Die kriselnde Stahlindustrie der USA wollen, dass der künftige Präsident Barack Obama sein geplantes Förderpaket für die Wirtschaft finanziell üppig ausstattet. Die Regierung solle eine Billion Dollar für ein Infrastrukturpaket zur Verfügung stellen, fordern Branchenvertreter.

HB WASHINGTON. Das Programm zur Finanzierung öffentlicher Bauvorhaben sollte über zwei Jahre laufen und sich auf einheimische Unternehmen stützen, berichtete die "New York Times" in ihrer Freitagsausgabe. Der Chef des Stahlriesen Nucor Corp, Daniel DiMicco, sagte dem Blatt, die kommende Regierung müsse "die schlimmste Wirtschaftskrise der Gegenwart durch Stimulierungsmaßnahmen lösen, die in jeder Bestimmung eine 'Buy America'-Klausel enthalten."

Nach den vergangenen Boomjahren ist die Produktion in der US-Stahlindustrie seit September um knapp die Hälfte gesunken und liegt derzeit auf dem niedrigsten Stand seit rund 30 Jahren. Vor allem die Krisen in der Bauwirtschaft und auf dem Automobilmarkt machen der Branche zu schaffen.
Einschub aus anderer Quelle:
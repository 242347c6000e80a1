//! Three-tier settings resolution.
//!
//! Every field resolves independently: explicit override, then stored value,
//! then built-in default. Colour fields are validated on the way through, so
//! an invalid value anywhere fails the whole resolution.

use tracing::warn;

use crate::color::{lighten, normalize, HexColor};
use crate::error::ConfigError;

use super::{
    FileConfig, IntValue, Overrides, Palette, ResolvedSettings, SettingsDefaults, UiSection,
    UiSettings,
};

const TRUTHY_TOKENS: &[&str] = &["true", "1", "yes"];
const FALSY_TOKENS: &[&str] = &["false", "0", "no"];

/// Merge `overrides` over `stored` over `defaults` into one settings record.
pub fn resolve(
    overrides: &Overrides,
    stored: &FileConfig,
    defaults: &SettingsDefaults,
) -> Result<ResolvedSettings, ConfigError> {
    let accent = &stored.accent;
    let factor = defaults.lighten_factor;

    let primary = resolve_color(&overrides.primary, &accent.primary, || {
        normalize(&defaults.primary)
    })?;
    let primary_bright = resolve_color(&overrides.primary_bright, &accent.primary_bright, || {
        Ok(lighten(&primary, factor))
    })?;
    let secondary = resolve_color(&overrides.secondary, &accent.secondary, || {
        Ok(primary.clone())
    })?;
    let secondary_bright =
        resolve_color(&overrides.secondary_bright, &accent.secondary_bright, || {
            Ok(lighten(&secondary, factor))
        })?;

    let empty_ui = UiSection::default();
    let ui = stored.ui.as_ref().unwrap_or(&empty_ui);

    let rounding = match overrides.rounding {
        Some(value) => value,
        None => resolve_int(&ui.rounding, "ui.rounding")?.unwrap_or(defaults.rounding),
    };
    let rounding = non_negative(rounding, "ui.rounding")?;
    let waybar_floating = overrides
        .waybar_floating
        .as_deref()
        .and_then(parse_flag_token)
        .or(ui.waybar_floating)
        .unwrap_or(defaults.waybar_floating);
    let waybar_border_radius = match overrides.waybar_border_radius {
        Some(value) => value,
        None => resolve_int(&ui.waybar_border_radius, "ui.waybar_border_radius")?
            .unwrap_or(defaults.waybar_border_radius),
    };
    let waybar_border_radius = non_negative(waybar_border_radius, "ui.waybar_border_radius")?;
    let waybar_padding = layered(&overrides.waybar_padding, &ui.waybar_padding)
        .unwrap_or(&defaults.waybar_padding)
        .to_string();
    let waybar_margin = layered(&overrides.waybar_margin, &ui.waybar_margin)
        .unwrap_or(&defaults.waybar_margin)
        .to_string();

    Ok(ResolvedSettings {
        palette: Palette {
            primary,
            primary_bright,
            secondary,
            secondary_bright,
        },
        ui: UiSettings {
            rounding,
            waybar_floating,
            waybar_border_radius,
            waybar_padding,
            waybar_margin,
        },
    })
}

/// Interpret a command-line flag token.
///
/// Unrecognised tokens yield `None`, i.e. "not overridden".
pub fn parse_flag_token(token: &str) -> Option<bool> {
    let lowered = token.trim().to_ascii_lowercase();
    if TRUTHY_TOKENS.contains(&lowered.as_str()) {
        return Some(true);
    }
    if FALSY_TOKENS.contains(&lowered.as_str()) {
        return Some(false);
    }
    warn!(token, "ignoring unrecognised flag value");
    None
}

/// First non-empty string of the override and stored layers.
fn layered<'a>(override_value: &'a Option<String>, stored: &'a Option<String>) -> Option<&'a str> {
    non_empty(override_value).or_else(|| non_empty(stored))
}

fn non_empty(value: &Option<String>) -> Option<&str> {
    value.as_deref().filter(|s| !s.trim().is_empty())
}

fn resolve_color<F>(
    override_value: &Option<String>,
    stored: &Option<String>,
    fallback: F,
) -> Result<HexColor, ConfigError>
where
    F: FnOnce() -> Result<HexColor, crate::error::ColorError>,
{
    let color = match layered(override_value, stored) {
        Some(value) => normalize(value)?,
        None => fallback()?,
    };
    Ok(color)
}

fn resolve_int(value: &Option<IntValue>, key: &str) -> Result<Option<i64>, ConfigError> {
    match value {
        None => Ok(None),
        Some(IntValue::Int(n)) => Ok(Some(*n)),
        Some(IntValue::Text(text)) if text.trim().is_empty() => Ok(None),
        Some(IntValue::Text(text)) => text.trim().parse::<i64>().map(Some).map_err(|_| {
            ConfigError::Invalid(format!("{key} must be an integer (got `{text}`)"))
        }),
    }
}

fn non_negative(value: i64, key: &str) -> Result<i64, ConfigError> {
    if value < 0 {
        return Err(ConfigError::Invalid(format!(
            "{key} must not be negative (got {value})"
        )));
    }
    Ok(value)
}
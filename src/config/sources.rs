//! Settings-file source discovery and legacy-source diagnostics.
//!
//! Source order implements the precedence contract:
//! explicit path > `<root>/theme.toml` > legacy `<root>/palette.toml`.
//! No built-in fallback: a missing file is fatal before anything is touched.

use std::io::ErrorKind;
use std::path::{Path, PathBuf};

use crate::error::ConfigError;

use super::defaults::{LEGACY_SETTINGS_FILE_NAME, SETTINGS_FILE_NAME};
use super::{SettingsDiagnostics, SettingsSource};

/// Read settings text from the highest-precedence available source.
pub(super) fn read_settings_text_with_sources<FRead>(
    root: &Path,
    path_override: Option<&Path>,
    read_file: &FRead,
) -> Result<(String, SettingsSource), ConfigError>
where
    FRead: Fn(&Path) -> Result<String, std::io::Error>,
{
    // 1) Explicit override path from CLI takes absolute precedence.
    if let Some(path) = path_override {
        let text = read_or_missing(path, read_file)?
            .ok_or_else(|| ConfigError::MissingSettingsFile(path.to_path_buf()))?;
        return Ok((text, SettingsSource::Explicit(path.to_path_buf())));
    }

    // 2) Canonical file at the tree root.
    let canonical = root.join(SETTINGS_FILE_NAME);
    if let Some(text) = read_or_missing(&canonical, read_file)? {
        return Ok((text, SettingsSource::Theme(canonical)));
    }

    // 3) Legacy palette file from the accent-only tooling.
    let legacy = root.join(LEGACY_SETTINGS_FILE_NAME);
    if let Some(text) = read_or_missing(&legacy, read_file)? {
        return Ok((text, SettingsSource::LegacyPalette(legacy)));
    }

    Err(ConfigError::MissingSettingsFile(canonical))
}

/// Path the canonical rewriter writes for `source`.
pub(super) fn canonical_path_for(root: &Path, source: &SettingsSource) -> PathBuf {
    match source {
        SettingsSource::Explicit(path) => path.clone(),
        SettingsSource::Theme(_) | SettingsSource::LegacyPalette(_) => {
            root.join(SETTINGS_FILE_NAME)
        }
    }
}

/// Record compatibility diagnostics when settings came from legacy sources.
pub(super) fn collect_legacy_source_warnings(
    source: &SettingsSource,
    diagnostics: &mut SettingsDiagnostics,
) {
    match source {
        SettingsSource::Explicit(path) => {
            if path
                .file_name()
                .is_some_and(|name| name == LEGACY_SETTINGS_FILE_NAME)
            {
                diagnostics.deprecations.push(format!(
                    "Settings file `{}` uses deprecated `{LEGACY_SETTINGS_FILE_NAME}` naming; rename to `{SETTINGS_FILE_NAME}`.",
                    path.display()
                ));
            }
        }
        SettingsSource::LegacyPalette(path) => diagnostics.deprecations.push(format!(
            "Using legacy `{}`; values will be written to `{SETTINGS_FILE_NAME}` unless --skip-palette is given.",
            path.display()
        )),
        SettingsSource::Theme(_) => {}
    }
}

fn read_or_missing<FRead>(path: &Path, read_file: &FRead) -> Result<Option<String>, ConfigError>
where
    FRead: Fn(&Path) -> Result<String, std::io::Error>,
{
    match read_file(path) {
        Ok(text) => Ok(Some(text)),
        Err(e) if e.kind() == ErrorKind::NotFound => Ok(None),
        Err(e) => Err(ConfigError::Io(e)),
    }
}

#[cfg(test)]
mod tests {
    use super::*;
    use std::collections::BTreeMap;

    fn fake_fs(files: &[(&str, &str)]) -> impl Fn(&Path) -> Result<String, std::io::Error> {
        let files: BTreeMap<PathBuf, String> = files
            .iter()
            .map(|(path, text)| (PathBuf::from(path), text.to_string()))
            .collect();
        move |path: &Path| {
            files
                .get(path)
                .cloned()
                .ok_or_else(|| std::io::Error::new(ErrorKind::NotFound, "missing"))
        }
    }

    #[test]
    fn explicit_path_wins_over_root_files() {
        let read = fake_fs(&[("/t/theme.toml", "a"), ("/elsewhere.toml", "b")]);
        let (text, source) =
            read_settings_text_with_sources(Path::new("/t"), Some(Path::new("/elsewhere.toml")), &read)
                .unwrap();
        assert_eq!(text, "b");
        assert_eq!(source, SettingsSource::Explicit(PathBuf::from("/elsewhere.toml")));
    }

    #[test]
    fn missing_explicit_path_is_fatal() {
        let read = fake_fs(&[("/t/theme.toml", "a")]);
        let err = read_settings_text_with_sources(Path::new("/t"), Some(Path::new("/nope.toml")), &read)
            .unwrap_err();
        assert!(matches!(err, ConfigError::MissingSettingsFile(ref p) if p == Path::new("/nope.toml")));
    }

    #[test]
    fn theme_file_preferred_over_legacy_palette() {
        let read = fake_fs(&[("/t/theme.toml", "theme"), ("/t/palette.toml", "palette")]);
        let (text, source) = read_settings_text_with_sources(Path::new("/t"), None, &read).unwrap();
        assert_eq!(text, "theme");
        assert_eq!(source, SettingsSource::Theme(PathBuf::from("/t/theme.toml")));
    }

    #[test]
    fn legacy_palette_used_when_theme_missing() {
        let read = fake_fs(&[("/t/palette.toml", "palette")]);
        let (text, source) = read_settings_text_with_sources(Path::new("/t"), None, &read).unwrap();
        assert_eq!(text, "palette");
        assert_eq!(
            canonical_path_for(Path::new("/t"), &source),
            PathBuf::from("/t/theme.toml")
        );
        let mut diagnostics = SettingsDiagnostics::default();
        collect_legacy_source_warnings(&source, &mut diagnostics);
        assert_eq!(diagnostics.deprecations.len(), 1);
        assert!(diagnostics.deprecations[0].contains("palette.toml"));
    }

    #[test]
    fn no_settings_file_reports_canonical_path() {
        let read = fake_fs(&[]);
        let err = read_settings_text_with_sources(Path::new("/t"), None, &read).unwrap_err();
        assert!(matches!(err, ConfigError::MissingSettingsFile(ref p) if p == Path::new("/t/theme.toml")));
    }

    #[test]
    fn other_read_errors_propagate() {
        let read = |_: &Path| -> Result<String, std::io::Error> {
            Err(std::io::Error::new(ErrorKind::PermissionDenied, "denied"))
        };
        let err = read_settings_text_with_sources(Path::new("/t"), None, &read).unwrap_err();
        assert!(matches!(err, ConfigError::Io(_)));
    }

    #[test]
    fn explicit_theme_file_has_no_diagnostics() {
        let mut diagnostics = SettingsDiagnostics::default();
        collect_legacy_source_warnings(
            &SettingsSource::Explicit(PathBuf::from("/x/theme.toml")),
            &mut diagnostics,
        );
        assert!(diagnostics.deprecations.is_empty());
    }
}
Obama wird am 20. Januar als Nachfolger George W. Bushs vereidigt. Einzelheiten zu seinem Plan zur Stimulierung der Wirtschaft sind bislang nicht bekannt. Beobachter erwarten, dass der neue Präsident den Plan in Kürze vorlegen wird. Die US-Wirtschaft befindet sich in ihrer schwersten Krise seit 70 Jahren. Obamas Berater deuteten allerdings an, das vermutlich mehrere Hundert Milliarden Dollar schwere Programm werde stärker auf Investitionen in die Infrastruktur als auf Steuersenkungen ausgerichtet sein. Einer der größten Nutznießer davon dürfte die Stahlindustrie sein.